Suppose f is a one-to-one function whose domain is given by the inequality -4 ≤ x ≤ 5

• Nov 15th 2009, 01:15 PM
azninvasion
Suppose f is a one-to-one function whose domain is given by the inequality -4 ≤ x ≤ 5
Suppose f is a one-to-one function whose domain is given by the inequality -4 ≤ x ≤ 5.
The range of f is given by the inequality 0 ≤ f(x) ≤ 9.
What is the domain of f-1?

-9 ≤ f-1(x) ≤ 0 or -4 ≤ f-1(x) ≤ 5 (Headbang)
• Nov 15th 2009, 01:25 PM
skeeter
Quote:

Originally Posted by azninvasion
Suppose f is a one-to-one function whose domain is given by the inequality -4 ≤ x ≤ 5.
The range of f is given by the inequality 0 ≤ f(x) ≤ 9.
What is the domain of f-1?

-9 ≤ f-1(x) ≤ 0 or -4 ≤ f-1(x) ≤ 5 (Headbang)
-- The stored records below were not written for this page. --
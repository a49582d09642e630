// Copyright (C) 2025 SyncMyOrders Sp. z o.o.
// SPDX-License-Identifier: AGPL-3.0-or-later
//! Process table: task id -> terminate handle of the running child.
//!
//! Only the task loop of the owning endpoint registers and deregisters; the
//! CANCEL_TASK handler terminates through it. The narrow interface keeps
//! every other caller away from raw child handles.

use std::sync::Arc;

use dashmap::DashMap;
use uuid::Uuid;

use crate::runner::TestProcess;

/// Shared table of running test children.
#[derive(Default)]
pub struct ProcessTable {
    processes: DashMap<Uuid, Arc<dyn TestProcess>>,
}

impl ProcessTable {
    /// Empty table.
    pub fn new() -> Self {
        Self::default()
    }

    /// Track a launched child under its task id.
    pub fn register(&self, task_id: Uuid, process: Arc<dyn TestProcess>) {
        self.processes.insert(task_id, process);
    }

    /// Stop tracking a child. Called by the task loop when it exits.
    pub fn deregister(&self, task_id: Uuid) {
        self.processes.remove(&task_id);
    }

    /// Terminate the child of a task. Returns whether a child was found;
    /// the entry stays registered, the task loop removes it on exit.
    pub fn terminate(&self, task_id: Uuid) -> bool {
        match self.processes.get(&task_id) {
            Some(process) => {
                process.terminate();
                true
            }
            None => false,
        }
    }

    /// Whether a child is registered for the task.
    pub fn contains(&self, task_id: Uuid) -> bool {
        self.processes.contains_key(&task_id)
    }

    /// Number of tracked children.
    pub fn len(&self) -> usize {
        self.processes.len()
    }

    /// Whether no children are tracked.
    pub fn is_empty(&self) -> bool {
        self.processes.is_empty()
    }
}

#[cfg(test)]
mod tests {
    use super::*;
    use std::sync::atomic::{AtomicBool, Ordering};

    struct FakeProcess {
        terminated: AtomicBool,
    }

    impl TestProcess for FakeProcess {
        fn terminate(&self) {
            self.terminated.store(true, Ordering::SeqCst);
        }

        fn pid(&self) -> Option<u32> {
            None
        }
    }

    #[test]
    fn test_register_terminate_deregister() {
        let table = ProcessTable::new();
        let task_id = Uuid::new_v4();
        let process = Arc::new(FakeProcess {
            terminated: AtomicBool::new(false),
        });
        table.register(task_id, process.clone());

        assert!(table.contains(task_id));
        assert!(table.terminate(task_id));
        assert!(process.terminated.load(Ordering::SeqCst));
        // Terminate leaves the entry; the task loop deregisters on exit.
        assert!(table.contains(task_id));

        table.deregister(task_id);
        assert!(!table.contains(task_id));
        assert!(!table.terminate(task_id));
    }
}
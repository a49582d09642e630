// Copyright (C) 2025 SyncMyOrders Sp. z o.o.
// SPDX-License-Identifier: AGPL-3.0-or-later
//! PostgreSQL store backend.
//!
//! Queue task lists live in jsonb columns so that every queue primitive is a
//! single UPDATE statement and therefore atomic without explicit
//! transactions. The pervasive primitives (lock compare-and-set, head pop,
//! counter increment, guarded status writes) retry transient connection
//! errors a small fixed number of times before surfacing them.

use std::future::Future;
use std::time::Duration;

use async_trait::async_trait;
use chrono::{DateTime, Utc};
use sqlx::PgPool;
use tracing::warn;
use uuid::Uuid;

use crate::error::CoreError;
use crate::model::{
    EndpointRecord, EndpointStatus, EventCode, EventRecord, EventStatus, Priority, QueueKey,
    TaskQueueRecord, TaskRecord, TaskStatus,
};
use crate::store::Store;

const TRANSIENT_RETRIES: u32 = 3;
const TRANSIENT_BACKOFF: Duration = Duration::from_millis(100);

/// Store backend over a PostgreSQL pool.
pub struct PostgresStore {
    pool: PgPool,
}

impl PostgresStore {
    /// Wrap an existing connection pool.
    pub fn new(pool: PgPool) -> Self {
        Self { pool }
    }

    /// Create all tables if they do not exist.
    pub async fn ensure_schema(&self) -> Result<(), CoreError> {
        sqlx::raw_sql(include_str!("../../migrations/schema.sql"))
            .execute(&self.pool)
            .await?;
        Ok(())
    }
}

fn is_transient(err: &sqlx::Error) -> bool {
    matches!(err, sqlx::Error::Io(_) | sqlx::Error::PoolTimedOut)
}

async fn with_retries<T, Fut>(
    operation: &'static str,
    mut attempt_fn: impl FnMut() -> Fut,
) -> Result<T, CoreError>
where
    Fut: Future<Output = Result<T, sqlx::Error>>,
{
    let mut attempt = 0;
    loop {
        match attempt_fn().await {
            Ok(value) => return Ok(value),
            Err(err) if is_transient(&err) && attempt < TRANSIENT_RETRIES => {
                attempt += 1;
                warn!(operation, attempt, error = %err, "transient store error, retrying");
                tokio::time::sleep(TRANSIENT_BACKOFF).await;
            }
            Err(err) => {
                return Err(CoreError::DatabaseError {
                    operation: operation.to_string(),
                    details: err.to_string(),
                });
            }
        }
    }
}

fn uuid_list_to_json(ids: &[Uuid]) -> serde_json::Value {
    serde_json::Value::Array(
        ids.iter()
            .map(|id| serde_json::Value::String(id.to_string()))
            .collect(),
    )
}

fn uuid_list_from_json(value: &serde_json::Value) -> Result<Vec<Uuid>, CoreError> {
    let items = value.as_array().cloned().unwrap_or_default();
    items
        .iter()
        .map(|item| {
            item.as_str()
                .and_then(|s| Uuid::parse_str(s).ok())
                .ok_or_else(|| CoreError::DatabaseError {
                    operation: "decode".to_string(),
                    details: format!("not a uuid list element: {}", item),
                })
        })
        .collect()
}

fn string_list_from_json(value: &serde_json::Value) -> Vec<String> {
    value
        .as_array()
        .map(|items| {
            items
                .iter()
                .filter_map(|item| item.as_str().map(str::to_string))
                .collect()
        })
        .unwrap_or_default()
}

type EndpointRow = (
    Uuid,
    String,
    Option<String>,
    String,
    String,
    Option<DateTime<Utc>>,
);

fn endpoint_from_row(row: EndpointRow) -> Result<EndpointRecord, CoreError> {
    let (uid, organization, team, name, status, last_run_date) = row;
    Ok(EndpointRecord {
        uid,
        organization,
        team,
        name,
        status: EndpointStatus::parse(&status)?,
        last_run_date,
    })
}

const ENDPOINT_COLUMNS: &str = "uid, organization, team, name, status, last_run_date";

type TaskRow = (
    Uuid,
    String,
    String,
    serde_json::Value,
    String,
    Option<String>,
    String,
    i32,
    serde_json::Value,
    bool,
    Option<Uuid>,
    i32,
    serde_json::Value,
    Option<String>,
    DateTime<Utc>,
    Option<DateTime<Utc>>,
);
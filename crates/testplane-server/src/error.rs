// Copyright (C) 2025 SyncMyOrders Sp. z o.o.
// SPDX-License-Identifier: AGPL-3.0-or-later
//! Error types for testplane-server.

use thiserror::Error;

/// Server errors.
#[derive(Debug, Error)]
#[non_exhaustive]
pub enum Error {
    /// Configuration loading failed.
    #[error("Configuration error: {0}")]
    Config(#[from] crate::config::ConfigError),

    /// Core store operation failed.
    #[error("Core error: {0}")]
    Core(#[from] testplane_core::CoreError),

    /// Proxy call failed.
    #[error("Proxy error: {0}")]
    Proxy(#[from] testplane_proxy::ProxyError),

    /// Test runner launch or control failed.
    #[error("Runner error: {0}")]
    Runner(#[from] crate::runner::RunnerError),

    /// I/O operation failed.
    #[error("IO error: {0}")]
    Io(#[from] std::io::Error),

    /// JSON serialization/deserialization failed.
    #[error("JSON error: {0}")]
    Json(#[from] serde_json::Error),

    /// Request validation failed.
    #[error("Invalid request: {0}")]
    InvalidRequest(String),

    /// Other error.
    #[error("{0}")]
    Other(String),
}

/// Result type using the server Error.
pub type Result<T> = std::result::Result<T, Error>;
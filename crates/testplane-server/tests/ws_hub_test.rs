// Copyright (C) 2025 SyncMyOrders Sp. z o.o.
// SPDX-License-Identifier: AGPL-3.0-or-later
//! Hub tests over real sockets: the full runtime on ephemeral ports, the
//! agent crate as the worker peer, and the XML-RPC facade spoken over HTTP.

use std::sync::Arc;
use std::time::Duration;

use uuid::Uuid;

use testplane_agent::library::testing::EchoLibrary;
use testplane_agent::{Agent, AgentConfig, KeywordLibrary, SessionEnd};
use testplane_core::{
    EndpointRecord, EndpointStatus, MemoryStore, Store, TaskRecord, TaskStatus,
};
use testplane_proxy::{KeywordResult, proxy_path};
use testplane_server::config::Config;
use testplane_server::heartbeat::HeartbeatConfig;
use testplane_server::rooms::room_id;
use testplane_server::runner::MockRunner;
use testplane_server::runtime::ServerRuntime;

async fn start_runtime() -> ServerRuntime {
    let config = Config {
        http_addr: "127.0.0.1:0".parse().unwrap(),
        facade_addr: "127.0.0.1:0".parse().unwrap(),
        data_dir: std::env::temp_dir().join(format!("testplane-hub-{}", Uuid::new_v4())),
        ..Config::default()
    };
    ServerRuntime::builder()
        .store(Arc::new(MemoryStore::new()))
        .runner(Arc::new(MockRunner::new()))
        .config(config)
        .heartbeat_config(HeartbeatConfig {
            poll_interval: Duration::from_millis(200),
            probe_timeout: Duration::from_secs(1),
        })
        .build()
        .unwrap()
        .start()
        .await
        .unwrap()
}

fn agent_config(runtime: &ServerRuntime, uid: Uuid) -> AgentConfig {
    let mut config = AgentConfig::new(
        format!("ws://{}", runtime.http_addr()),
        "org-hub",
        uid.to_string(),
    );
    config.reconnect_delay = Duration::from_millis(100);
    config.max_sessions = Some(1);
    config
}

async fn wait_for<F, Fut>(what: &str, mut predicate: F)
where
    F: FnMut() -> Fut,
    Fut: std::future::Future<Output = bool>,
{
    for _ in 0..200 {
        if predicate().await {
            return;
        }
        tokio::time::sleep(Duration::from_millis(25)).await;
    }
    panic!("timed out waiting for {}", what);
}

async fn insert_offline_endpoint(runtime: &ServerRuntime, uid: Uuid) {
    let ctx = runtime.context();
    let mut endpoint = EndpointRecord::new(uid, "org-hub", None);
    endpoint.status = EndpointStatus::Offline;
    ctx.store.insert_endpoint(&endpoint).await.unwrap();
    ctx.store.create_queues(&endpoint).await.unwrap();
}

#[tokio::test]
async fn test_unknown_uid_first_contact_is_unauthorized() {
    let runtime = start_runtime().await;
    let uid = Uuid::new_v4();
    let agent = Agent::new(agent_config(&runtime, uid), Arc::new(EchoLibrary));

    let end = agent.serve_once().await.unwrap();
    assert_eq!(end, SessionEnd::Unauthorized);

    // Row created Unauthorized; no queues yet.
    let ctx = runtime.context();
    let row = ctx.store.endpoint(uid).await.unwrap().unwrap();
    assert_eq!(row.status, EndpointStatus::Unauthorized);
    assert_eq!(row.organization, "org-hub");
    assert!(
        ctx.store
            .queues_for_endpoint(uid)
            .await
            .unwrap()
            .is_empty()
    );

    runtime.shutdown().await.unwrap();
}

#[tokio::test]
async fn test_forbidden_endpoint_is_told_so() {
    let runtime = start_runtime().await;
    let uid = Uuid::new_v4();
    let ctx = runtime.context();
    let mut endpoint = EndpointRecord::new(uid, "org-hub", None);
    endpoint.status = EndpointStatus::Forbidden;
    ctx.store.insert_endpoint(&endpoint).await.unwrap();

    let agent = Agent::new(agent_config(&runtime, uid), Arc::new(EchoLibrary));
    let end = agent.serve_once().await.unwrap();
    assert_eq!(end, SessionEnd::Forbidden);

    runtime.shutdown().await.unwrap();
}

#[tokio::test]
async fn test_admitted_agent_serves_keywords_and_goes_online() {
    let runtime = start_runtime().await;
    let uid = Uuid::new_v4();
    insert_offline_endpoint(&runtime, uid).await;

    let agent = Agent::new(agent_config(&runtime, uid), Arc::new(EchoLibrary));
    let session = tokio::spawn(async move { agent.run().await });

    let ctx = runtime.context().clone();
    let path = proxy_path(&uid.to_string(), "");
    wait_for("proxy slot to register", || {
        let ctx = ctx.clone();
        let path = path.clone();
        async move { ctx.registry.get(&path).is_some() }
    })
    .await;

    // A call across the control channel reaches the library.
    let slot = ctx.registry.get(&path).unwrap();
    let names = slot
        .call(
            "get_keyword_names",
            serde_json::json!([]),
            Duration::from_secs(2),
        )
        .await
        .unwrap();
    assert_eq!(names, serde_json::json!(["echo"]));

    let run = slot
        .call(
            "run_keyword",
            serde_json::json!(["echo", ["x"], {}]),
            Duration::from_secs(2),
        )
        .await
        .unwrap();
    let result: KeywordResult = serde_json::from_value(run).unwrap();
    assert_eq!(result.return_value.unwrap(), serde_json::json!(["x"]));

    // The heartbeat sweep flips the endpoint Online.
    wait_for("endpoint to go online", || {
        let ctx = ctx.clone();
        async move {
            ctx.store.endpoint(uid).await.unwrap().unwrap().status == EndpointStatus::Online
        }
    })
    .await;

    session.abort();
    runtime.shutdown().await.unwrap();
}

#[tokio::test]
async fn test_facade_forwards_xmlrpc_to_agent() {
    let runtime = start_runtime().await;
    let uid = Uuid::new_v4();
    insert_offline_endpoint(&runtime, uid).await;

    let agent = Agent::new(agent_config(&runtime, uid), Arc::new(EchoLibrary));
    let session = tokio::spawn(async move { agent.run().await });

    let ctx = runtime.context().clone();
    let path = proxy_path(&uid.to_string(), "");
    wait_for("proxy slot to register", || {
        let ctx = ctx.clone();
        let path = path.clone();
        async move { ctx.registry.get(&path).is_some() }
    })
    .await;

    let url = format!("http://{}/{}", runtime.facade_addr(), uid);
    let body = "<?xml version=\"1.0\"?><methodCall>\
        <methodName>get_keyword_names</methodName></methodCall>";
    let response = reqwest::Client::new()
        .post(&url)
        .header("content-type", "text/xml")
        .body(body)
        .send()
        .await
        .unwrap();
    assert!(response.status().is_success());
    let text = response.text().await.unwrap();
    assert!(text.contains("<methodResponse>"));
    assert!(text.contains("echo"));

    // Unknown slot path: empty keyword list, not a fault.
    let url = format!("http://{}/{}", runtime.facade_addr(), Uuid::new_v4());
    let text = reqwest::Client::new()
        .post(&url)
        .body(body)
        .send()
        .await
        .unwrap()
        .text()
        .await
        .unwrap();
    assert!(text.contains("<array><data></data></array>"));

    session.abort();
    runtime.shutdown().await.unwrap();
}

#[tokio::test]
async fn test_message_channel_relays_test_log() {
    let runtime = start_runtime().await;
    let uid = Uuid::new_v4();
    insert_offline_endpoint(&runtime, uid).await;
    let ctx = runtime.context().clone();

    // A running task the stream frames refer to.
    let mut task = TaskRecord::new("smoke", "suites", "org-hub", None);
    task.status = TaskStatus::Running;
    ctx.store.insert_task(&task).await.unwrap();

    let room = room_id("org-hub", None);
    let (_, mut events) = ctx.rooms.subscribe(&room);

    let agent = Agent::new(agent_config(&runtime, uid), Arc::new(EchoLibrary));
    let channel = agent.open_message_channel().await.unwrap();
    channel.send(&task.id.to_string(), "keyword done").await.unwrap();
    // Daemon-level frames are discarded by the fan-out.
    channel.send("", "daemon says hi").await.unwrap();

    wait_for("test log to arrive", || {
        let frame = events.try_recv().ok();
        async move {
            match frame {
                Some(frame) => {
                    assert_eq!(frame.event, "test log");
                    assert_eq!(frame.data["message"].as_str().unwrap(), "keyword done");
                    true
                }
                None => false,
            }
        }
    })
    .await;
    assert!(events.try_recv().is_err(), "daemon frame must not fan out");

    runtime.shutdown().await.unwrap();
}

/// Library whose keyword stalls forever, for the drop-with-pending test.
struct StallLibrary;

#[async_trait::async_trait]
impl KeywordLibrary for StallLibrary {
    fn keyword_names(&self) -> Vec<String> {
        vec!["stall".to_string()]
    }

    async fn run_keyword(
        &self,
        _name: &str,
        _args: Vec<serde_json::Value>,
        _kwargs: serde_json::Value,
    ) -> KeywordResult {
        tokio::time::sleep(Duration::from_secs(3600)).await;
        KeywordResult::pass(serde_json::Value::Null)
    }
}

#[tokio::test]
async fn test_socket_drop_fails_pending_calls() {
    let runtime = start_runtime().await;
    let uid = Uuid::new_v4();
    insert_offline_endpoint(&runtime, uid).await;

    let agent = Agent::new(agent_config(&runtime, uid), Arc::new(StallLibrary));
    let session = tokio::spawn(async move { agent.run().await });

    let ctx = runtime.context().clone();
    let path = proxy_path(&uid.to_string(), "");
    wait_for("proxy slot to register", || {
        let ctx = ctx.clone();
        let path = path.clone();
        async move { ctx.registry.get(&path).is_some() }
    })
    .await;

    let slot = ctx.registry.get(&path).unwrap();
    let pending = {
        let slot = slot.clone();
        tokio::spawn(async move {
            slot.call(
                "run_keyword",
                serde_json::json!(["stall", [], {}]),
                Duration::from_secs(30),
            )
            .await
        })
    };
    wait_for("call to be pending", || {
        let slot = slot.clone();
        async move { slot.pending_calls() == 1 }
    })
    .await;

    // Kill the agent: the control socket drops with one call in flight.
    session.abort();

    let outcome = pending.await.unwrap();
    assert!(matches!(
        outcome,
        Err(testplane_proxy::ProxyError::Disconnected { .. })
    ));

    // The slot is gone, so the next facade lookup is a clean miss.
    wait_for("slot to be removed", || {
        let ctx = ctx.clone();
        let path = path.clone();
        async move { ctx.registry.get(&path).is_none() }
    })
    .await;

    runtime.shutdown().await.unwrap();
}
the domain and range of a function and it's inverse are "swapped".
• Nov 15th 2009, 01:44 PM
azninvasion
so, does that mean the answer is -4 ≤ x ≤ 5????
• Nov 15th 2009, 01:59 PM
e^(i*pi)
Quote:

Originally Posted by azninvasion
so, does that mean the answer is -4 ≤ x ≤ 5????

No.

The domain of \$\displaystyle f^{-1}\$ equals the range of \$\displaystyle f\$
• Nov 15th 2009, 02:26 PM
azninvasion
Quote:

Originally Posted by e^(i*pi)
No.

The domain of \$\displaystyle f^{-1}\$ equals the range of \$\displaystyle f\$

-4 ≤ f-1(x) ≤ 5 Its this then?
• Nov 15th 2009, 04:00 PM
eliteplague
• Nov 15th 2009, 04:03 PM
azninvasion
0 ≤ x ≤ 9 maybe its this? haha this is like the hardest math problem on this forum ><
• Nov 15th 2009, 04:19 PM
skeeter
Quote:

Originally Posted by azninvasion
Suppose f is a one-to-one function whose domain is given by the inequality -4 ≤ x ≤ 5.
The range of f is given by the inequality 0 ≤ f(x) ≤ 9.
What is the domain of f-1?

-9 ≤ f-1(x) ≤ 0 or -4 ≤ f-1(x) ≤ 5

domain are x-values ...

since the range of \$\displaystyle f(x)\$ is \$\displaystyle 0 \le f(x) \le 9\$ , the domain of \$\displaystyle f^{-1}(x)\$ is \$\displaystyle 0 \le x \le 9\$
• Nov 15th 2009, 04:24 PM
azninvasion
Quote:

Originally Posted by skeeter
domain are x-values ...

since the range of \$\displaystyle f(x)\$ is \$\displaystyle 0 \le f(x) \le 9\$ , the domain of \$\displaystyle f^{-1}(x)\$ is \$\displaystyle 0 \le x \le 9\$

oooooo, why didn't you say so in the first place. now I get it.

+thanked.
• Nov 15th 2009, 04:34 PM
skeeter
Quote:

Originally Posted by skeeter
the domain and range of a function and it's inverse are "swapped".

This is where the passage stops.